En outre, Waldemar Milewicz (47 ans) était un journaliste chevronné qui avait fait ses preuves dans des situations de grande difficulté, notamment en Bosnie, au Cambodge, au Kosovo, en Somalie, en Tchétchénie, au Rwanda ou en Palestine. Depuis 1984, il sillonnait les champs de guerre. Son mémorable reportage « Tchétchénie, six jours de guerre » remporta plusieurs prix des deux côtés de l’Atlantique. Il a d’ailleurs été élu « journaliste de l’année » en 2001 en Pologne. D’un autre côté, le centre de l’Irak était sous contrôle de l’armée polonaise, à l’époque la troisième plus importante force dans ce pays.

L’attentat a eu lieu deux jours après que l’équipe de TVP ait quitté Varsovie. Très peu pour espérer nouer des liens sur un terrain aussi difficile que l’Irak en pleine guerre et où les animosités interconfessionnelles avaient atteint leur paroxysme. Bouamrane et Milewicz ont été les deux premiers journalistes étrangers à avoir trouvé la mort dans ce pays en 2004. Pas loin du lieu où ils périrent, quelques mois auparavant, en novembre 2003, des hommes armés tuèrent dans une embuscade sept agents de renseignement espagnols. Ce drame allait mettre fin à la présence de l’armée ibérique en Irak. Plus d’une année après le double assassinat de Hillah, deux diplomates algériens, Ali Belaroussi et Azzedine Belkadi, sont kidnappés en Irak. À ce jour, leurs corps n’ont pas été retrouvés.

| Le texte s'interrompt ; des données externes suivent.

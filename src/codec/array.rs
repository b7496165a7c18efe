//! Stage two of the compact encoding: record to fixed positional array.
//!
//! Position order is part of the wire format and must never change:
//! `user_id, category, key, value, importance, timestamp, source,
//! confidence, tags`.

use serde_json::{Map, Value};

use super::CodecError;
use super::keys::KeyMapper;

/// Semantic fields in wire order.
pub const ARRAY_FIELDS: [&str; ARRAY_WIDTH] = [
    "user_id",
    "category",
    "key",
    "value",
    "importance",
    "timestamp",
    "source",
    "confidence",
    "tags",
];

pub const ARRAY_WIDTH: usize = 9;

const TAGS_POSITION: usize = 8;

/// What a position may legally hold on decode.
#[derive(Debug, Clone, Copy, PartialEq, Eq)]
enum Slot {
    Text,
    Number,
    StringList,
    Any,
}

const SLOTS: [Slot; ARRAY_WIDTH] = [
    Slot::Text,
    Slot::Text,
    Slot::Text,
    Slot::Any,
    Slot::Number,
    Slot::Text,
    Slot::Text,
    Slot::Number,
    Slot::StringList,
];

/// Decode options for [`from_array`].
#[derive(Debug, Clone, Copy, Default, PartialEq, Eq)]
pub struct ArrayOptions {
    /// Write `null` positions back as explicit nulls instead of omitting them.
    pub preserve_nulls: bool,
}

/// Map a record to its positional array.
///
/// Each position is read from the field's alias first, then its long name,
/// so this accepts records before or after [`super::compress_keys`]. Absent
/// fields become `null`, except `tags` which defaults to an empty list.
pub fn to_array(record: &Map<String, Value>) -> Vec<Value> {
    let mapper = KeyMapper::global();
    ARRAY_FIELDS
        .iter()
        .enumerate()
        .map(|(pos, long)| {
            let found = mapper
                .short_for(long)
                .and_then(|short| record.get(short))
                .or_else(|| record.get(*long))
                .cloned();
            match found {
                Some(v) => v,
                None if pos == TAGS_POSITION => Value::Array(Vec::new()),
                None => Value::Null,
            }
        })
        .collect()
}

/// Inverse of [`to_array`]. Output keys are aliases.
///
/// Extra trailing elements are ignored; missing trailing positions are
/// treated as absent. A position holding the wrong JSON type is a
/// [`CodecError::MalformedField`].
pub fn from_array(values: &[Value], options: ArrayOptions) -> Result<Map<String, Value>, CodecError> {
    let mapper = KeyMapper::global();
    let mut record = Map::new();
    for (pos, long) in ARRAY_FIELDS.iter().enumerate() {
        let alias = mapper.short_for(long).unwrap_or(*long);
        let value = values.get(pos).unwrap_or(&Value::Null);
        if value.is_null() {
            if options.preserve_nulls {
                record.insert(alias.to_owned(), Value::Null);
            }
            continue;
        }
        check_slot(pos, value)?;
        record.insert(alias.to_owned(), value.clone());
    }
    Ok(record)
}

/// Element-wise [`to_array`].
pub fn to_array_batch(records: &[Map<String, Value>]) -> Vec<Vec<Value>> {
    records.iter().map(to_array).collect()
}

/// Element-wise [`from_array`]; fails on the first malformed element.
pub fn from_array_batch(
    arrays: &[Vec<Value>],
    options: ArrayOptions,
) -> Result<Vec<Map<String, Value>>, CodecError> {
    arrays.iter().map(|a| from_array(a, options)).collect()
}

fn check_slot(pos: usize, value: &Value) -> Result<(), CodecError> {
    let ok = match SLOTS[pos] {
        Slot::Text => value.is_string(),
        Slot::Number => value.is_number(),
        Slot::StringList => value
            .as_array()
            .is_some_and(|items| items.iter().all(Value::is_string)),
        Slot::Any => true,
    };
    if ok {
        return Ok(());
    }
    let expected = match SLOTS[pos] {
        Slot::Text => "string",
        Slot::Number => "number",
        Slot::StringList => "list of strings",
        Slot::Any => "any",
    };
    Err(CodecError::MalformedField {
        position: pos,
        field: ARRAY_FIELDS[pos],
        expected,
    })
}

#[cfg(test)]
mod tests {
    use super::*;
    use serde_json::json;

    fn record(v: Value) -> Map<String, Value> {
        match v {
            Value::Object(m) => m,
            _ => panic!("not an object"),
        }
    }

    #[test]
    fn positions_follow_wire_order() {
        let r = record(json!({
            "tags": ["t"],
            "confidence": 0.9,
            "source": "chat",
            "timestamp": "2026-01-01T00:00:00Z",
            "importance": 3.5,
            "value": "Python",
            "key": "lang",
            "category": "preferences",
            "user_id": "u1"
        }));
        assert_eq!(
            to_array(&r),
            vec![
                json!("u1"),
                json!("preferences"),
                json!("lang"),
                json!("Python"),
                json!(3.5),
                json!("2026-01-01T00:00:00Z"),
                json!("chat"),
                json!(0.9),
                json!(["t"]),
            ]
        );
    }

    #[test]
    fn reads_aliases_as_well_as_long_names() {
        let long = record(json!({"user_id": "u1", "key": "lang"}));
        let short = record(json!({"uid": "u1", "k": "lang"}));
        assert_eq!(to_array(&long), to_array(&short));
    }

    #[test]
    fn absent_fields_become_null_and_tags_default_empty() {
        let arr = to_array(&record(json!({"user_id": "u1"})));
        assert_eq!(arr.len(), ARRAY_WIDTH);
        assert_eq!(arr[1], Value::Null);
        assert_eq!(arr[4], Value::Null);
        assert_eq!(arr[TAGS_POSITION], json!([]));
    }

    #[test]
    fn nulls_are_omitted_unless_preserved() {
        let arr = vec![json!("u1"), Value::Null, json!("k1")];
        let out = from_array(&arr, ArrayOptions::default()).expect("decode");
        assert_eq!(out, record(json!({"uid": "u1", "k": "k1"})));

        let kept = from_array(
            &arr,
            ArrayOptions {
                preserve_nulls: true,
            },
        )
        .expect("decode");
        assert_eq!(kept.len(), ARRAY_WIDTH);
        assert_eq!(kept.get("cat"), Some(&Value::Null));
    }

    #[test]
    fn extra_elements_are_ignored() {
        let mut arr = to_array(&record(json!({"user_id": "u1", "tags": []})));
        arr.push(json!("extra"));
        arr.push(json!(42));
        let out = from_array(&arr, ArrayOptions::default()).expect("decode");
        assert_eq!(out, record(json!({"uid": "u1", "tg": []})));
    }

    #[test]
    fn short_arrays_treat_missing_positions_as_absent() {
        let out = from_array(&[json!("u1")], ArrayOptions::default()).expect("decode");
        assert_eq!(out, record(json!({"uid": "u1"})));
        let empty = from_array(&[], ArrayOptions::default()).expect("decode");
        assert!(empty.is_empty());
    }

    #[test]
    fn wrong_type_in_position_is_rejected() {
        let err = from_array(&[json!(17)], ArrayOptions::default()).expect_err("number as user_id");
        assert!(matches!(
            err,
            CodecError::MalformedField {
                position: 0,
                field: "user_id",
                ..
            }
        ));

        let mut arr = to_array(&record(json!({"user_id": "u"})));
        arr[7] = json!("high");
        assert!(from_array(&arr, ArrayOptions::default()).is_err());

        arr[7] = json!(0.5);
        arr[8] = json!(["ok", 3]);
        assert!(from_array(&arr, ArrayOptions::default()).is_err());
    }

    #[test]
    fn value_position_accepts_any_json() {
        let r = record(json!({"user_id": "u", "value": {"nested": [1, null, true]}, "tags": []}));
        let out = from_array(&to_array(&r), ArrayOptions::default()).expect("decode");
        assert_eq!(out.get("v"), Some(&json!({"nested": [1, null, true]})));
    }

    #[test]
    fn batch_matches_scalar() {
        let records = vec![
            record(json!({"user_id": "a", "key": "x", "tags": ["1"]})),
            record(json!({"user_id": "b", "confidence": 0.1})),
            record(json!({})),
        ];
        let batch = to_array_batch(&records);
        let scalar: Vec<Vec<Value>> = records.iter().map(to_array).collect();
        assert_eq!(batch, scalar);

        let opts = ArrayOptions::default();
        let decoded = from_array_batch(&batch, opts).expect("batch decode");
        let scalar_decoded: Vec<_> = batch
            .iter()
            .map(|a| from_array(a, opts).expect("decode"))
            .collect();
        assert_eq!(decoded, scalar_decoded);
    }
}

Waldemar Milewicz était mon professeur à l’Université de Varsovie. Il a toujours tenu à faire bénéficier ses étudiants de ses connaissances inestimables en matière de réalisation de films documentaires. Mounir Bouamrane m’a laissé le souvenir d’un ami à l’immense bonté. Notre dernière rencontre remonte à novembre 2003 à l’occasion d’une soirée organisée à l’occasion de la fête nationale du 1. Novembre, anniversaire qu’il fêtait toujours avec ses compatriotes établis en Pologne. Comme d’habitude, le football, notre passion commune, a dominé notre conversation. Je retiendrai le souvenir d’un jeune homme qui avait enfin trouvé le bonheur aux côtés d’une étudiante algérienne après un premier échec. Mundi avait 36 ans, dont 15 années passées au service de la télévision TVP. Il laissa une fille âgée de 13 ans. 

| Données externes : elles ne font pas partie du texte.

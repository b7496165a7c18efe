//! Configuration for the memory store.
//!
//! A [`StoreConfig`] names exactly one backend from a closed set, plus the
//! compact-encoding switches and the per-call timeout:
//!
//! ```toml
//! timeout_secs = 30
//!
//! [optimization]
//! enabled = true
//! min_fields_for_compression = 3
//!
//! [backend.sqlite_flexible]
//! path = "/var/lib/app/memory.db"
//! auto_migrate = true
//! ```

use std::collections::BTreeMap;
use std::path::{Path, PathBuf};
use std::time::Duration;

use serde::{Deserialize, Serialize};

use crate::error::{MemoryError, Result};

/// Default per-operation timeout.
pub const DEFAULT_TIMEOUT_SECS: u64 = 30;

/// Default namespace prefix for key-value backends.
pub const DEFAULT_NAMESPACE: &str = "flexmem";

/// Top-level store configuration.
#[derive(Debug, Clone, Serialize, Deserialize)]
pub struct StoreConfig {
    /// Which datastore family backs the store, and where it lives.
    pub backend: BackendConfig,
    /// Compact-encoding switches.
    #[serde(default)]
    pub optimization: OptimizationConfig,
    /// Timeout applied to every storage call, in seconds.
    #[serde(default = "default_timeout_secs")]
    pub timeout_secs: u64,
}

fn default_timeout_secs() -> u64 {
    DEFAULT_TIMEOUT_SECS
}

/// Compact-encoding switches.
#[derive(Debug, Clone, PartialEq, Eq, Serialize, Deserialize)]
#[serde(default)]
pub struct OptimizationConfig {
    /// Master switch. When off, records are stored as plain full-key JSON.
    pub enabled: bool,
    /// Records with fewer populated fields than this are stored plain.
    pub min_fields_for_compression: usize,
    /// Keep `null` positions as explicit nulls when decoding arrays.
    pub preserve_nulls: bool,
}

impl Default for OptimizationConfig {
    fn default() -> Self {
        Self {
            enabled: true,
            min_fields_for_compression: 3,
            preserve_nulls: false,
        }
    }
}

/// Backend selection. The TOML key under `[backend]` names the variant.
#[derive(Debug, Clone, Serialize, Deserialize)]
#[serde(rename_all = "snake_case")]
pub enum BackendConfig {
    DynamodbFlexible(RemoteBackendConfig),
    SqliteFlexible(SqliteConfig),
    PostgresqlFlexible(RemoteBackendConfig),
    RedisFlexible(RedisConfig),
    MongodbFlexible(RemoteBackendConfig),
    InMemory(InMemoryConfig),
}

/// Stable identifier for each backend family.
#[derive(Debug, Clone, Copy, PartialEq, Eq, Hash, Serialize, Deserialize)]
#[serde(rename_all = "snake_case")]
pub enum BackendKind {
    DynamodbFlexible,
    SqliteFlexible,
    PostgresqlFlexible,
    RedisFlexible,
    MongodbFlexible,
    InMemory,
}

impl BackendKind {
    pub fn as_str(self) -> &'static str {
        match self {
            Self::DynamodbFlexible => "dynamodb_flexible",
            Self::SqliteFlexible => "sqlite_flexible",
            Self::PostgresqlFlexible => "postgresql_flexible",
            Self::RedisFlexible => "redis_flexible",
            Self::MongodbFlexible => "mongodb_flexible",
            Self::InMemory => "in_memory",
        }
    }
}

impl std::fmt::Display for BackendKind {
    fn fmt(&self, f: &mut std::fmt::Formatter<'_>) -> std::fmt::Result {
        f.write_str(self.as_str())
    }
}

impl BackendConfig {
    pub fn kind(&self) -> BackendKind {
        match self {
            Self::DynamodbFlexible(_) => BackendKind::DynamodbFlexible,
            Self::SqliteFlexible(_) => BackendKind::SqliteFlexible,
            Self::PostgresqlFlexible(_) => BackendKind::PostgresqlFlexible,
            Self::RedisFlexible(_) => BackendKind::RedisFlexible,
            Self::MongodbFlexible(_) => BackendKind::MongodbFlexible,
            Self::InMemory(_) => BackendKind::InMemory,
        }
    }
}

/// Explicit addressing scheme for one table. Skips the construction-time
/// probe for that table.
#[derive(Debug, Clone, PartialEq, Eq, Serialize, Deserialize)]
pub struct KeySchemaOverride {
    pub partition_key: String,
    #[serde(default)]
    pub sort_key: Vec<String>,
}

/// SQLite (`sqlite_flexible`) settings.
#[derive(Debug, Clone, Serialize, Deserialize)]
#[serde(default)]
pub struct SqliteConfig {
    /// Database file. `:memory:` opens a private in-memory database.
    pub path: PathBuf,
    pub facts_table: String,
    pub episodes_table: String,
    pub affinity_table: String,
    /// Apply pending migrations before probing the schema.
    pub auto_migrate: bool,
    /// How long a writer waits on a locked database before failing.
    pub busy_timeout_ms: u64,
    /// Per-table overrides, keyed by table name.
    pub key_schema: BTreeMap<String, KeySchemaOverride>,
}

impl Default for SqliteConfig {
    fn default() -> Self {
        Self {
            path: PathBuf::new(),
            facts_table: "facts".to_owned(),
            episodes_table: "episodes".to_owned(),
            affinity_table: "affinity".to_owned(),
            auto_migrate: false,
            busy_timeout_ms: 5_000,
            key_schema: BTreeMap::new(),
        }
    }
}

impl SqliteConfig {
    /// True iff every table name matches what the built-in migrations create.
    pub fn uses_migrated_tables(&self) -> bool {
        let defaults = Self::default();
        self.facts_table == defaults.facts_table
            && self.episodes_table == defaults.episodes_table
            && self.affinity_table == defaults.affinity_table
    }
}

/// Redis (`redis_flexible`) settings.
#[derive(Debug, Clone, Serialize, Deserialize)]
#[serde(default)]
pub struct RedisConfig {
    /// Connection URL, e.g. `redis://cache.internal:6379/0`.
    pub url: String,
    /// Prefix for every key this store writes.
    pub namespace: String,
    /// Environment variable holding the password. Construction fails if it
    /// is named here but unset.
    pub password_env: Option<String>,
}

impl Default for RedisConfig {
    fn default() -> Self {
        Self {
            url: String::new(),
            namespace: DEFAULT_NAMESPACE.to_owned(),
            password_env: None,
        }
    }
}

/// In-process (`in_memory`) settings.
#[derive(Debug, Clone, Serialize, Deserialize)]
#[serde(default)]
pub struct InMemoryConfig {
    pub namespace: String,
}

impl Default for InMemoryConfig {
    fn default() -> Self {
        Self {
            namespace: DEFAULT_NAMESPACE.to_owned(),
        }
    }
}

/// Settings shared by the cloud/document families.
#[derive(Debug, Clone, Default, Serialize, Deserialize)]
#[serde(default)]
pub struct RemoteBackendConfig {
    /// Table, collection, or database name.
    pub location: String,
    pub endpoint: Option<String>,
    pub region: Option<String>,
    pub key_schema: Option<KeySchemaOverride>,
}

impl StoreConfig {
    /// Config for the given backend with default optimization and timeout.
    pub fn new(backend: BackendConfig) -> Self {
        Self {
            backend,
            optimization: OptimizationConfig::default(),
            timeout_secs: DEFAULT_TIMEOUT_SECS,
        }
    }

    /// Load and validate configuration from a TOML file.
    ///
    /// # Errors
    ///
    /// Returns [`MemoryError::Configuration`] if the file cannot be read,
    /// parsed, or fails [`StoreConfig::validate`].
    pub fn from_file(path: &Path) -> Result<Self> {
        let content = std::fs::read_to_string(path).map_err(|e| {
            MemoryError::Configuration(format!("cannot read {}: {e}", path.display()))
        })?;
        Self::from_toml_str(&content)
    }

    /// Parse and validate configuration from TOML text.
    pub fn from_toml_str(content: &str) -> Result<Self> {
        let config: Self =
            toml::from_str(content).map_err(|e| MemoryError::Configuration(e.to_string()))?;
        config.validate()?;
        Ok(config)
    }

    pub fn timeout(&self) -> Duration {
        Duration::from_secs(self.timeout_secs)
    }

    /// Validates this configuration.
    ///
    /// Checks:
    /// - `timeout_secs` must be greater than 0
    /// - `min_fields_for_compression` must be greater than 0
    /// - the backend location must be present
    /// - SQLite table names must be plain identifiers
    pub fn validate(&self) -> Result<()> {
        if self.timeout_secs == 0 {
            return Err(MemoryError::Configuration(
                "timeout_secs must be greater than 0".into(),
            ));
        }
        if self.optimization.min_fields_for_compression == 0 {
            return Err(MemoryError::Configuration(
                "min_fields_for_compression must be greater than 0".into(),
            ));
        }
        match &self.backend {
            BackendConfig::SqliteFlexible(c) => {
                if c.path.as_os_str().is_empty() {
                    return Err(MemoryError::Configuration(
                        "sqlite_flexible requires a database path".into(),
                    ));
                }
                for table in [&c.facts_table, &c.episodes_table, &c.affinity_table] {
                    validate_identifier(table)?;
                }
                if c.auto_migrate && !c.uses_migrated_tables() {
                    return Err(MemoryError::Configuration(
                        "auto_migrate creates `facts`, `episodes` and `affinity`; \
                         renamed tables must be migrated separately"
                            .into(),
                    ));
                }
                for (table, schema) in &c.key_schema {
                    validate_identifier(table)?;
                    validate_identifier(&schema.partition_key)?;
                    for column in &schema.sort_key {
                        validate_identifier(column)?;
                    }
                }
            }
            BackendConfig::RedisFlexible(c) => {
                if c.url.trim().is_empty() {
                    return Err(MemoryError::Configuration(
                        "redis_flexible requires a url".into(),
                    ));
                }
                validate_namespace(&c.namespace)?;
            }
            BackendConfig::InMemory(c) => validate_namespace(&c.namespace)?,
            BackendConfig::DynamodbFlexible(c)
            | BackendConfig::PostgresqlFlexible(c)
            | BackendConfig::MongodbFlexible(c) => {
                if c.location.trim().is_empty() {
                    return Err(MemoryError::Configuration(format!(
                        "{} requires a location",
                        self.backend.kind()
                    )));
                }
            }
        }
        Ok(())
    }
}

/// Table and column names are interpolated into SQL, so only plain
/// identifiers are accepted.
pub(crate) fn validate_identifier(name: &str) -> Result<()> {
    let mut chars = name.chars();
    let valid = chars
        .next()
        .is_some_and(|c| c.is_ascii_alphabetic() || c == '_')
        && chars.all(|c| c.is_ascii_alphanumeric() || c == '_');
    if valid {
        Ok(())
    } else {
        Err(MemoryError::Configuration(format!(
            "`{name}` is not a valid SQL identifier"
        )))
    }
}

fn validate_namespace(namespace: &str) -> Result<()> {
    if namespace.is_empty() || namespace.contains(':') {
        return Err(MemoryError::Configuration(format!(
            "namespace `{namespace}` must be non-empty and contain no ':'"
        )));
    }
    Ok(())
}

Mounir Bouamrane, qui était de père algérien et de mère polonaise, a été enterré au carré musulman du cimetière tatar de Varsovie, où reposent de nombreux officiers d’origine tatare qui ont marqué l’Histoire de la Pologne par leur courage et leur dévouement, deux qualités qui ont également caractérisé l’enfant d’une petite ville du littoral algérois. Des centaines de personnes assistèrent à l’inhumation au début du printemps 2004. « Il est allé à la guerre pour décrire la vérité. Le destin a fait que sa première mission fut la dernière », dira ce jour-là l’un de ses supérieurs hiérarchiques. Sa tombe est régulièrement visitée par les membres de la communauté algérienne en Pologne. Mounir a été décoré à titre posthume par le président de la République de Pologne.